着物あれこれ | 10:50 PM | comments (x) | trackback (x)
 子供の頃、父の京都土産の絵葉書に写っていた舞妓さんを見て以来、お引きずりの振袖姿に憧れていました。だらりの帯、びらびらの簪にも。
 本物をじっくり拝見する機会もないまま今に至りますが、一番の興味はやはり着物。特に裾を引きながら軽々を踊ったり歩いたりする着物はどんな構造なのだろうと。

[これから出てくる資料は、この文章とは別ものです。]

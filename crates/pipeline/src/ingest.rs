//! High-rate ingest path: source → decode → derive → window.

use crate::control::Controller;
use crate::task::{check_period, run_gated, TaskHandle};
use std::sync::Arc;
use std::time::Duration;
use tracing::{debug, info};
use vscope_core::{Clock, Result, RunState, Sample, SharedWindow};
use vscope_source::{decode_payload, PayloadError, Source};

/// Why a tick's payload was discarded.
#[derive(Debug, Clone, Copy, PartialEq, Eq)]
pub enum DropReason {
    /// Not decodable into three numeric fields.
    Malformed,
    /// A component was NaN or infinite.
    NonFinite,
}

impl From<&PayloadError> for DropReason {
    fn from(err: &PayloadError) -> Self {
        match err {
            PayloadError::NonFinite { .. } => Self::NonFinite,
            PayloadError::Malformed(_) | PayloadError::NotANumber { .. } => Self::Malformed,
        }
    }
}

/// What a single ingest tick did.
#[derive(Debug, Clone, Copy, PartialEq, Eq)]
pub enum TickOutcome {
    /// Run-state is off; nothing was read or touched.
    Paused,
    /// The source had nothing this tick.
    Empty,
    /// A sample was appended and `evicted` stale ones were trimmed.
    Appended { evicted: usize },
    /// The payload was rejected; the window is unchanged.
    Dropped(DropReason),
}

/// Running totals kept by the driver.
#[derive(Debug, Clone, Copy, Default, PartialEq, Eq)]
pub struct IngestStats {
    pub ticks:      u64,
    pub paused:     u64,
    pub empty:      u64,
    pub appended:   u64,
    pub malformed:  u64,
    pub non_finite: u64,
    pub evicted:    u64,
}

impl IngestStats {
    pub fn dropped(&self) -> u64 {
        self.malformed + self.non_finite
    }
}

/// Reads one payload per tick and feeds the shared window.
pub struct IngestDriver<S> {
    source:    S,
    window:    SharedWindow,
    run_state: RunState,
    clock:     Arc<dyn Clock>,
    last_t:    Option<u64>,
    stats:     IngestStats,
}

impl<S: Source> IngestDriver<S> {
    pub fn new(source: S, window: SharedWindow, run_state: RunState, clock: Arc<dyn Clock>) -> Self {
        Self {
            source,
            window,
            run_state,
            clock,
            last_t: None,
            stats: IngestStats::default(),
        }
    }

    pub fn stats(&self) -> IngestStats {
        self.stats
    }

    pub fn source(&self) -> &S {
        &self.source
    }

    /// Run one ingest step.
    pub fn tick(&mut self) -> TickOutcome {
        self.stats.ticks += 1;

        if !self.run_state.is_running() {
            self.stats.paused += 1;
            return TickOutcome::Paused;
        }

        let Some(payload) = self.source.read() else {
            self.stats.empty += 1;
            return TickOutcome::Empty;
        };

        let raw = match decode_payload(&payload) {
            Ok(raw) => raw,
            Err(e) => return self.drop_sample(DropReason::from(&e), &e),
        };

        // a clock that stepped backwards must not break window ordering
        let now = self.clock.now_ms().max(self.last_t.unwrap_or(0));

        let Some(sample) = Sample::new(now, raw) else {
            return self.drop_sample(DropReason::NonFinite, &"non-finite component");
        };

        let evicted = self.window.append_and_evict(sample, now);
        self.last_t = Some(now);
        self.stats.appended += 1;
        self.stats.evicted += evicted as u64;
        TickOutcome::Appended { evicted }
    }

    fn drop_sample(&mut self, reason: DropReason, cause: &dyn std::fmt::Display) -> TickOutcome {
        match reason {
            DropReason::Malformed => self.stats.malformed += 1,
            DropReason::NonFinite => self.stats.non_finite += 1,
        }
        debug!("dropping sample: {cause}");
        TickOutcome::Dropped(reason)
    }
}

impl<S: Source + 'static> IngestDriver<S> {
    /// Tick every `period` on a background task until stopped.
    ///
    /// While `controller` has ingest paused the task holds no timer at all;
    /// the per-tick run-state check only covers a pause racing a tick.
    pub fn spawn(mut self, period: Duration, controller: &Controller) -> Result<TaskHandle<Self>> {
        check_period("ingest", period)?;
        info!("ingest running every {period:?}");

        let running = controller.subscribe_running();
        Ok(TaskHandle::spawn("ingest", move |shutdown| async move {
            run_gated(period, shutdown, running, || {
                self.tick();
            })
            .await;
            self
        }))
    }
}

#[cfg(test)]
mod tests {
    use super::*;
    use vscope_core::ManualClock;

    fn payload(x: f64, y: f64, z: f64) -> String {
        format!(r#"{{"x":{x},"y":{y},"z":{z}}}"#)
    }

    fn driver<S: Source>(source: S, clock: &ManualClock) -> (IngestDriver<S>, SharedWindow, RunState) {
        let window = SharedWindow::new(10_000);
        let run_state = RunState::new();
        let driver = IngestDriver::new(source, window.clone(), run_state.clone(), Arc::new(clock.clone()));
        (driver, window, run_state)
    }

    #[test]
    fn running_tick_appends_one_stamped_sample() {
        let clock = ManualClock::new(1_234);
        let (mut driver, window, _) = driver(|| Some(payload(3.0, 4.0, 0.0)), &clock);

        assert_eq!(driver.tick(), TickOutcome::Appended { evicted: 0 });
        let snap = window.snapshot();
        assert_eq!(snap.len(), 1);
        assert_eq!(snap[0].t(), 1_234);
        assert_eq!(snap[0].mag(), 5.0);
    }

    #[test]
    fn malformed_payload_leaves_window_unchanged() {
        let clock = ManualClock::new(0);
        let mut feed = vec![
            payload(1.0, 1.0, 1.0),
            r#"{"x":1,"y":2}"#.to_string(),
            payload(2.0, 2.0, 2.0),
        ]
        .into_iter();
        let (mut driver, window, _) = driver(move || feed.next(), &clock);

        driver.tick();
        let before = window.len();
        assert_eq!(driver.tick(), TickOutcome::Dropped(DropReason::Malformed));
        assert_eq!(window.len(), before);
        assert!(matches!(driver.tick(), TickOutcome::Appended { .. }));
        assert_eq!(driver.stats().malformed, 1);
        assert_eq!(driver.stats().appended, 2);
    }

    #[test]
    fn non_finite_payload_is_dropped() {
        let clock = ManualClock::new(0);
        let (mut driver, window, _) = driver(|| Some(r#"{"x":"inf","y":0,"z":0}"#.to_string()), &clock);
        assert_eq!(driver.tick(), TickOutcome::Dropped(DropReason::NonFinite));
        assert!(window.is_empty());
        assert_eq!(driver.stats().dropped(), 1);
    }

    #[test]
    fn paused_driver_reads_nothing() {
        let clock = ManualClock::new(0);
        let mut reads = 0u32;
        let (mut driver, window, run_state) = driver(
            move || {
                reads += 1;
                Some(payload(reads as f64, 0.0, 0.0))
            },
            &clock,
        );

        driver.tick();
        assert!(!run_state.toggle());
        for _ in 0..100 {
            clock.advance(17);
            assert_eq!(driver.tick(), TickOutcome::Paused);
        }
        assert_eq!(window.len(), 1);

        run_state.toggle();
        assert!(matches!(driver.tick(), TickOutcome::Appended { .. }));
        assert_eq!(window.len(), 2);
        // the source was not consulted while paused
        assert_eq!(window.snapshot()[1].x(), 2.0);
    }

    #[test]
    fn paused_driver_does_not_evict() {
        let clock = ManualClock::new(0);
        let (mut driver, window, run_state) = driver(|| Some(payload(1.0, 0.0, 0.0)), &clock);
        driver.tick();
        run_state.set_running(false);
        clock.advance(60_000);
        driver.tick();
        assert_eq!(window.len(), 1);
    }

    #[test]
    fn ticks_evict_with_the_append_time() {
        let clock = ManualClock::new(0);
        let (mut driver, window, _) = driver(|| Some(payload(0.0, 1.0, 0.0)), &clock);
        for _ in 0..11 {
            driver.tick();
            clock.advance(1_000);
        }
        // t = 0..=10_000; t = 0 sits exactly on the boundary
        assert_eq!(window.len(), 11);
        clock.set(10_500);
        assert_eq!(driver.tick(), TickOutcome::Appended { evicted: 1 });
        assert_eq!(window.len(), 11);
        assert_eq!(driver.stats().evicted, 1);
    }

    #[test]
    fn backwards_clock_keeps_order() {
        let clock = ManualClock::new(5_000);
        let (mut driver, window, _) = driver(|| Some(payload(1.0, 0.0, 0.0)), &clock);
        driver.tick();
        clock.set(4_000);
        driver.tick();
        let ts: Vec<u64> = window.snapshot().iter().map(Sample::t).collect();
        assert_eq!(ts, vec![5_000, 5_000]);
    }

    #[test]
    fn empty_source_counts_but_does_nothing() {
        let clock = ManualClock::new(0);
        let (mut driver, window, _) = driver(|| None::<String>, &clock);
        assert_eq!(driver.tick(), TickOutcome::Empty);
        assert!(window.is_empty());
        assert_eq!(driver.stats().empty, 1);
    }
}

 踊っても裾の返りが綺麗なので、小袖と打掛のような重ね着ではないと想像していましたが、思いがけずNHKの番組「新日本風土記」花街・祇園で答えが分かりました。
 男衆さんが舞妓さんに着付けをする、一分ちょっとの場面に振袖の裏側が写ったのです。



 畳んであった振袖を手に取りサッと広げる瞬間。裾のフキが厚いですね。ピンクの表地の内側に黄緑の中着が見えます。これがどうなっているかが疑問だったのでした。



 男衆さんが両手で衿を持って振袖を広げました。襟が※比翼仕立てで重ね衿になっています。

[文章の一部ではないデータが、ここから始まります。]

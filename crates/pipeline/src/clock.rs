use tokio::time::Instant;
use vscope_core::Clock;

/// Milliseconds since the clock was created, read from the tokio timer.
///
/// Follows tokio's paused time in tests.
#[derive(Debug, Clone, Copy)]
pub struct RuntimeClock {
    origin: Instant,
}

impl RuntimeClock {
    pub fn new() -> Self {
        Self { origin: Instant::now() }
    }
}

impl Default for RuntimeClock {
    fn default() -> Self {
        Self::new()
    }
}

impl Clock for RuntimeClock {
    fn now_ms(&self) -> u64 {
        self.origin.elapsed().as_millis() as u64
    }
}
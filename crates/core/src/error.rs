use thiserror::Error;

/// Top-level error type used across the workspace.
#[derive(Debug, Error)]
pub enum VscopeError {
    #[error("config error: {0}")]
    Config(String),

    #[error("source error: {0}")]
    Source(String),

    #[error("scheduling error: {0}")]
    Scheduling(String),

    #[error("I/O error: {source}")]
    Io {
        #[from]
        source: std::io::Error,
    },
}

pub type Result<T, E = VscopeError> = std::result::Result<T, E>;
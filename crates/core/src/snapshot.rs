use crate::sample::Sample;
use chrono::{DateTime, Local};

/// Point-in-time copy of the sample window handed to a consumer.
///
/// The samples are owned; nothing the pipeline does afterwards can change
/// a snapshot that has already been published.
#[derive(Debug, Clone)]
pub struct Snapshot {
    /// Publish sequence number, starting at 1 for the first publish.
    pub seq:          u64,
    /// Wall-clock time of the copy.
    pub published_at: DateTime<Local>,
    samples:          Vec<Sample>,
}

/// The two derived series a chart plots, keyed by seconds since the first
/// sample of the snapshot.
#[derive(Debug, Clone, Default, PartialEq)]
pub struct Series {
    pub mag:   Vec<(f64, f64)>,
    pub theta: Vec<(f64, f64)>,
}

/// Summary of the magnitude series.
#[derive(Debug, Clone, Copy, PartialEq)]
pub struct SnapshotStats {
    pub count:    usize,
    pub span_ms:  u64,
    pub mag_min:  f64,
    pub mag_max:  f64,
    pub mag_mean: f64,
}

impl Snapshot {
    pub fn new(seq: u64, samples: Vec<Sample>) -> Self {
        Self {
            seq,
            published_at: Local::now(),
            samples,
        }
    }

    pub fn samples(&self) -> &[Sample] {
        &self.samples
    }

    pub fn into_samples(self) -> Vec<Sample> {
        self.samples
    }

    pub fn len(&self) -> usize {
        self.samples.len()
    }

    pub fn is_empty(&self) -> bool {
        self.samples.is_empty()
    }

    pub fn latest(&self) -> Option<&Sample> {
        self.samples.last()
    }

    /// Milliseconds between the oldest and newest sample.
    pub fn span_ms(&self) -> u64 {
        match (self.samples.first(), self.samples.last()) {
            (Some(first), Some(last)) => last.t().saturating_sub(first.t()),
            _ => 0,
        }
    }

    /// Split into `(elapsed_seconds, mag)` and `(elapsed_seconds, theta)`.
    pub fn series(&self) -> Series {
        let Some(origin) = self.samples.first().map(Sample::t) else {
            return Series::default();
        };

        let elapsed = |s: &Sample| s.t().saturating_sub(origin) as f64 / 1000.0;
        Series {
            mag:   self.samples.iter().map(|s| (elapsed(s), s.mag())).collect(),
            theta: self.samples.iter().map(|s| (elapsed(s), s.theta())).collect(),
        }
    }

    /// `None` for an empty snapshot.
    pub fn stats(&self) -> Option<SnapshotStats> {
        if self.samples.is_empty() {
            return None;
        }

        let (mut min, mut max, mut sum) = (f64::INFINITY, f64::NEG_INFINITY, 0.0);
        for mag in self.samples.iter().map(Sample::mag) {
            min = min.min(mag);
            max = max.max(mag);
            sum += mag;
        }

        Some(SnapshotStats {
            count:    self.samples.len(),
            span_ms:  self.span_ms(),
            mag_min:  min,
            mag_max:  max,
            mag_mean: sum / self.samples.len() as f64,
        })
    }
}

 舞妓さんに後ろから羽織らせるために広げてさばいています。ほら!裾も比翼仕立てです。
やはり二枚重ねではなく、一般の黒留袖と同じように比翼仕立てなのですね!なるほど。
しかし黒留袖の比翼でも十分重く、仕立てるのも大仕事なら、ズッシリした絹の重みで着るのも楽ではないのに、これほど厚くフキが入っている比翼の振袖を着こなすのは大変そうです。
胴裏と裾回し、比翼との境なども一般の着物と比べ特に違いはなさそうです。

 ピンクの表地に黄緑色で模様のある襲ね(かさね)は春の取り合わせですね。 
 


 背中心だけ慎重にあてて位置を決めた後は…







 衿からスッと沿わせて肩山の位置は一瞬で決まっていました。



 最後に帯結び。
 舞妓さんの着付けは男衆さん(おとこしさん)の仕事で実質的に世襲だそうです。ほんの数分で舞妓さんの着付けが出来上がるとは驚きました。伝承技術なのですね。
 周辺にある棚や着物ハンガーなど一般家庭でも使うような物たちも見えてちょっと親近感。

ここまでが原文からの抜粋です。